Asidozun şiddetlenmesine aşağıdakilerin görünümü eşlik eder:

  • Artan solunum ve kalp atış hızı.
  • Sindirim sorunları: ishal, kusma, mide bulantısı, dehidrasyona yol açar.
  • Şeker hastalığında diğer belirtilerin yanı sıra ağızda meyve kokusu vardır.

    yukarı git

    asidoz ve alkaloz

    Asidoz ve alkaloz, vücuttaki metabolik süreçlerin ihlalindeki sapmalardır. Asidoz, asit seviyesindeki bir artıştır. Alkaloz, alkalilere doğru bir sapmadır.

    Telafi edilmiş bir hastalık formu ile sodyum bikarbonat ve karbonik asitte bir değişiklik meydana gelir. Dekompanse formda, maddelerden birinin fazlalığı yönünde asit ve alkali miktarının ihlali vardır.

    Oldukça sık, asidoz, solunum dışı nedenlerin arka planında ortaya çıkar. Bu, laktik asit, asetoasetik veya hidroksibutirik asit birikimidir. Laktik asit birikimi, genellikle kalbin veya akciğerlerin işleyişindeki bozukluklar (oksijen açlığı) nedeniyle not edilir. Ayrıca, hastalık ishalin arka planına karşı gelişir. Bu durumda, asitler ve alkaliler arasında bir denge olduğunda vücut telafi edici işlevleri açar.

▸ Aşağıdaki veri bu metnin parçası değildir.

//! Typed records, one per form, holding exactly the persisted columns.

use chrono::NaiveDate;
use serde::Serialize;
use validator::Validate;

use super::error::FormError;
use super::fields::FormFields;
use super::kind::FormKind;

/// Consent checkbox shared by every financial form.
const CONSENT_FIELD: &str = "fondos_licitos";

/// Company KYB registration, columns of `registros_market`.
#[derive(Debug, Clone, PartialEq, Eq, Serialize, Validate)]
pub struct CompanyRegistration {
    /// Legal name.
    pub nombre_empresa: String,
    /// Tax ID (form field `cuit_empresa`).
    pub cuit: Option<String>,
    /// Registered address (form field `direccion_sede`).
    pub direccion: Option<String>,
    /// Contact e-mail (form field `email_empresa`).
    #[validate(email)]
    pub email: Option<String>,
    /// Phone (form field `telefono_empresa`).
    pub telefono: Option<String>,
    /// Website.
    pub sitio_web: Option<String>,
    /// Declared lawful origin of funds.
    pub fondos_licitos: bool,
}

/// Which form an individual application came through.
#[derive(Debug, Clone, Copy, PartialEq, Eq, Serialize)]
#[serde(rename_all = "snake_case")]
pub enum ApplicationChannel {
    /// Full KYC form with identity documents.
    Kyc,
    /// Short token purchase interest form.
    SolicitudToken,
}

impl ApplicationChannel {
    /// Value stored in the `origen` column.
    #[must_use]
    pub const fn as_str(self) -> &'static str {
        match self {
            Self::Kyc => "kyc",
            Self::SolicitudToken => "solicitud_token",
        }
    }
}

/// Individual KYC or token request, columns of `solicitudes_token`.
#[derive(Debug, Clone, PartialEq, Eq, Serialize, Validate)]
pub struct IndividualApplication {
    /// Form the application came through.
    pub origen: ApplicationChannel,
    /// First name.
    pub nombre: String,
    /// Last name.
    pub apellido: String,
    /// ID or tax number (form fields `numero_documento` or `cuit_cuil`).
    pub numero_documento: Option<String>,
    /// Date of birth.
    pub fecha_nacimiento: Option<NaiveDate>,
    /// Nationality.
    pub nacionalidad: Option<String>,
    /// Address (form fields `direccion` or `domicilio`).
    pub direccion: Option<String>,
    /// Contact e-mail.
    #[validate(email)]
    pub email: String,
    /// Phone.
    pub telefono: Option<String>,
    /// Source of income.
    pub fuente_ingresos: Option<String>,
    /// Intended investment.
    pub capital_inversion: Option<String>,
    /// Why the services are needed.
    pub justificacion_servicios: Option<String>,
    /// Sworn statement on the origin of funds.
    pub dj_origen_fondos: Option<String>,
    /// Declared lawful origin of funds.
    pub fondos_licitos: bool,
    /// Politically exposed person declaration.
    pub pep_status: Option<String>,
}

/// Contact request, columns of `contactos`.
#[derive(Debug, Clone, PartialEq, Eq, Serialize, Validate)]
pub struct ContactRequest {
    /// Company name.
    pub nombre_empresa: String,
    /// Contact e-mail.
    #[validate(email)]
    pub email: String,
    /// Phone.
    pub telefono: Option<String>,
}

/// Whoever should get the confirmation email.
#[derive(Debug, Clone, PartialEq, Eq)]
pub struct Recipient {
    /// Address.
    pub email: String,
    /// Name used in the greeting.
    pub display_name: String,
}

/// A validated form, tagged by its shape.
#[derive(Debug, Clone, PartialEq, Eq, Serialize)]
#[serde(untagged)]
pub enum Form {
    /// Company registration.
    Company(CompanyRegistration),
    /// Individual KYC or token request.
    Individual(IndividualApplication),
    /// Contact request.
    Contact(ContactRequest),
}

impl Form {
    /// Whitelist, rename and coerce the submitted fields for `kind`.
    pub fn parse(kind: FormKind, fields: &FormFields) -> Result<Self, FormError> {
        let form = match kind {
            FormKind::CompanyRegistration => Self::Company(CompanyRegistration {
                nombre_empresa: fields.required("nombre_empresa")?,
                cuit: fields.optional("cuit_empresa"),
                direccion: fields.optional("direccion_sede"),
                email: fields.optional("email_empresa"),
                telefono: fields.optional("telefono_empresa"),
                sitio_web: fields.optional("sitio_web"),
                fondos_licitos: fields.consent(CONSENT_FIELD),
            }),
            FormKind::IndividualKyc => {
                Self::Individual(parse_individual(ApplicationChannel::Kyc, fields)?)
            }
            FormKind::TokenInterest => {
                Self::Individual(parse_individual(ApplicationChannel::SolicitudToken, fields)?)
            }
            FormKind::Contact => Self::Contact(ContactRequest {
                nombre_empresa: fields.required("nombre_empresa")?,
                email: fields.required("email")?,
                telefono: fields.optional("telefono"),
            }),
        };
        form.validate()?;
        Ok(form)
    }

    fn validate(&self) -> Result<(), FormError> {
        match self {
            Self::Company(company) => company.validate()?,
            Self::Individual(individual) => individual.validate()?,
            Self::Contact(contact) => contact.validate()?,
        }
        Ok(())
    }

    /// Confirmation email recipient, if the form carries an address.
    #[must_use]
    pub fn recipient(&self) -> Option<Recipient> {
        match self {
            Self::Company(company) => company.email.clone().map(|email| Recipient {
                email,
                display_name: company.nombre_empresa.clone(),
            }),
            Self::Individual(individual) => Some(Recipient {
                email: individual.email.clone(),
                display_name: format!("{} {}", individual.nombre, individual.apellido),
            }),
            Self::Contact(contact) => Some(Recipient {
                email: contact.email.clone(),
                display_name: contact.nombre_empresa.clone(),
            }),
        }
    }
}

fn parse_individual(
    origen: ApplicationChannel,
    fields: &FormFields,
) -> Result<IndividualApplication, FormError> {
    let fecha_nacimiento = fields
        .text("fecha_nacimiento")
        .map(|raw| {
            NaiveDate::parse_from_str(raw, "%Y-%m-%d")
                .map_err(|_| FormError::InvalidDate("fecha_nacimiento"))
        })
        .transpose()?;

    Ok(IndividualApplication {
        origen,
        nombre: fields.required("nombre")?,
        apellido: fields.required("apellido")?,
        numero_documento: fields.first_of(&["numero_documento", "cuit_cuil"]),
        fecha_nacimiento,
        nacionalidad: fields.optional("nacionalidad"),
        direccion: fields.first_of(&["direccion", "domicilio"]),
        email: fields.required("email")?,
        telefono: fields.optional("telefono"),
        fuente_ingresos: fields.optional("fuente_ingresos"),
        capital_inversion: fields.optional("capital_inversion"),
        justificacion_servicios: fields.optional("justificacion_servicios"),
        dj_origen_fondos: fields.optional("dj_origen_fondos"),
        fondos_licitos: fields.consent(CONSENT_FIELD),
        pep_status: fields.optional("pep_status"),
    })
}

    Alkaloz ve asidoz vücudun işleyişini etkiler. Solunum değişir, damar tonusu azalır, kalp debisi ve kan basıncı düşer. İhlal edilen su ve elektrolit dengesi. Kemikler sertliğini kaybeder, yavaş yavaş kalbin çalışmasında değişiklikler olur.

    yukarı git

    asidoz tedavisi

    Asidoz pratik olarak kendini göstermediğinden, tedavi, oluşumunun nedenlerini ortadan kaldırmayı amaçlar. Ancak, fenomenin kendisi göz ardı edilmez. Asidoz, hafif bir tezahürü olan proteinli gıdalarla tedavi edilir. İlaçlardan sodyum bikarbonat, hafif bir formla oral yoldan veya şiddetli bir şekilde intravenöz olarak reçete edilir. Sodyum miktarını sınırlamak ve hipokalsemi ile gerekliyse, kalsiyum karbonat reçete edilir.

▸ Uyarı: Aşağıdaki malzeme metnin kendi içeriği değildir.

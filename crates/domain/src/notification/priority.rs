use std::fmt;

use serde::{Deserialize, Serialize};

/// Queue ordering weight of a notification.
#[derive(Debug, Clone, Copy, PartialEq, Eq, Hash, Serialize, Deserialize)]
#[serde(rename_all = "lowercase")]
pub enum Priority {
    High,
    Normal,
    Low,
}

impl Priority {
    pub fn parse(s: &str) -> Option<Self> {
        match s {
            "high" => Some(Priority::High),
            "normal" => Some(Priority::Normal),
            "low" => Some(Priority::Low),
            _ => None,
        }
    }

    pub fn as_str(&self) -> &'static str {
        match self {
            Priority::High => "high",
            Priority::Normal => "normal",
            Priority::Low => "low",
        }
    }

    /// Numeric AMQP message priority (high=3, normal=2, low=1).
    pub fn amqp_priority(&self) -> u8 {
        match self {
            Priority::High => 3,
            Priority::Normal => 2,
            Priority::Low => 1,
        }
    }
}

impl Default for Priority {
    fn default() -> Self {
        Priority::Normal
    }
}

impl fmt::Display for Priority {
    fn fmt(&self, f: &mut fmt::Formatter<'_>) -> fmt::Result {
        f.write_str(self.as_str())
    }
}

#[cfg(test)]
mod tests {
    use super::*;

    #[test]
    fn parse_accepts_known_priorities() {
        assert_eq!(Priority::parse("high"), Some(Priority::High));
        assert_eq!(Priority::parse("normal"), Some(Priority::Normal));
        assert_eq!(Priority::parse("low"), Some(Priority::Low));
        assert_eq!(Priority::parse("urgent"), None);
    }

    #[test]
    fn amqp_priority_mapping() {
        assert_eq!(Priority::High.amqp_priority(), 3);
        assert_eq!(Priority::Normal.amqp_priority(), 2);
        assert_eq!(Priority::Low.amqp_priority(), 1);
    }
}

    Metabolik asidoz tedavi edilir:

    1. sodyum bikarbonat.
    2. Nikotinik asit.
    3. Kokarboksilaz.
    4. Riboflavin mononükleotidi.
    5. Glutamik asit.
    6. dikloroasetat.

    Gastrointestinal sistemdeki patolojiler durumunda, Rehidrasyon tuzu, Dimefosfon ağızdan alınır.

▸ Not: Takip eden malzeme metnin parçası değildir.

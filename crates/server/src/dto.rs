//! Request and response bodies.

use serde::{Deserialize, Serialize};

use courier_domain::{Batch, BatchId, Notification};

/// One notification request, used by both the single and batch endpoints.
#[derive(Debug, Clone, Deserialize)]
pub struct NotificationItem {
    #[serde(default)]
    pub recipient: String,
    #[serde(default)]
    pub channel: String,
    #[serde(default)]
    pub content: String,
    #[serde(default)]
    pub priority: Option<String>,
    #[serde(default)]
    pub idempotency_key: Option<String>,
}

/// A field-level validation failure.
#[derive(Debug, Clone, Serialize)]
pub struct ValidationError {
    pub field: &'static str,
    pub message: &'static str,
}

impl NotificationItem {
    /// Field-presence and enum-membership checks done before the use case
    /// runs; byte limits stay with the domain rules.
    pub fn validate(&self) -> Vec<ValidationError> {
        let mut errors = Vec::new();

        if self.recipient.is_empty() {
            errors.push(ValidationError {
                field: "recipient",
                message: "recipient is required",
            });
        }

        if self.channel.is_empty() {
            errors.push(ValidationError {
                field: "channel",
                message: "channel is required",
            });
        } else if courier_domain::Channel::parse(&self.channel).is_none() {
            errors.push(ValidationError {
                field: "channel",
                message: "channel must be one of: sms, email, push",
            });
        }

        if self.content.is_empty() {
            errors.push(ValidationError {
                field: "content",
                message: "content is required",
            });
        }

        if let Some(priority) = self.priority.as_deref() {
            if !priority.is_empty() && courier_domain::Priority::parse(priority).is_none() {
                errors.push(ValidationError {
                    field: "priority",
                    message: "priority must be one of: high, normal, low",
                });
            }
        }

        errors
    }
}

/// Body of `POST /notifications/batches` responses.
#[derive(Debug, Serialize)]
pub struct BatchCreatedResponse {
    pub batch_id: BatchId,
    pub notifications: Vec<Notification>,
    pub skipped: usize,
}

/// Body of `GET /notifications` responses.
#[derive(Debug, Serialize)]
pub struct ListResponse {
    pub notifications: Vec<Notification>,
    pub total: i64,
}

/// Body of `GET /batches/:id/notifications` responses.
#[derive(Debug, Serialize)]
pub struct BatchWithNotificationsResponse {
    pub batch: Batch,
    pub notifications: Vec<Notification>,
}

/// Body of `POST /batches/:id/cancel` responses.
#[derive(Debug, Serialize)]
pub struct CancelBatchResponse {
    pub cancelled: u64,
}

#[cfg(test)]
mod tests {
    use super::*;

    fn item() -> NotificationItem {
        NotificationItem {
            recipient: "+905551234567".to_string(),
            channel: "sms".to_string(),
            content: "hi".to_string(),
            priority: Some("high".to_string()),
            idempotency_key: None,
        }
    }

    #[test]
    fn valid_item_passes() {
        assert!(item().validate().is_empty());
    }

    #[test]
    fn missing_priority_is_allowed() {
        let mut i = item();
        i.priority = None;
        assert!(i.validate().is_empty());
    }

    #[test]
    fn each_missing_field_is_reported() {
        let empty = NotificationItem {
            recipient: String::new(),
            channel: String::new(),
            content: String::new(),
            priority: None,
            idempotency_key: None,
        };
        let errors = empty.validate();
        let fields: Vec<&str> = errors.iter().map(|e| e.field).collect();
        assert_eq!(fields, vec!["recipient", "channel", "content"]);
    }

    #[test]
    fn unknown_channel_and_priority_are_reported() {
        let mut i = item();
        i.channel = "fax".to_string();
        i.priority = Some("urgent".to_string());
        let errors = i.validate();
        assert_eq!(errors.len(), 2);
        assert_eq!(errors[0].field, "channel");
        assert_eq!(errors[1].field, "priority");
    }
}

    Ana vurgu doğru beslenmedir. Tedavi sırasında kahve ve alkollü içeceklerden kaçınılmalıdır. Meyveler, bitkisel yağlar, meyveler, taze sebzeler beyaz ekmek, makarna, hayvansal yağlar ile birlikte alınır. Toksinleri, toksinleri ve diğer zararlı elementleri gidermek için bir pirinç kaynatma alınması aktif olarak tavsiye edilir.

    yukarı git

    Tahmin etmek

    Asidoz, tüm organizmanın işlevselliğini etkiler. Asit-baz dengesi bozulursa diğer sistemler de bozulur. Kalp, akciğerler ve böbrekler esas olarak etkilenir. Bununla birlikte, asidoz sıklıkla metabolik bozuklukları etkileyen diğer hastalıkların gelişimini gösterir. Prognoz tamamen nedeni ve asidozun kendisini ortadan kaldırmak için terapötik önlemlere bağlıdır.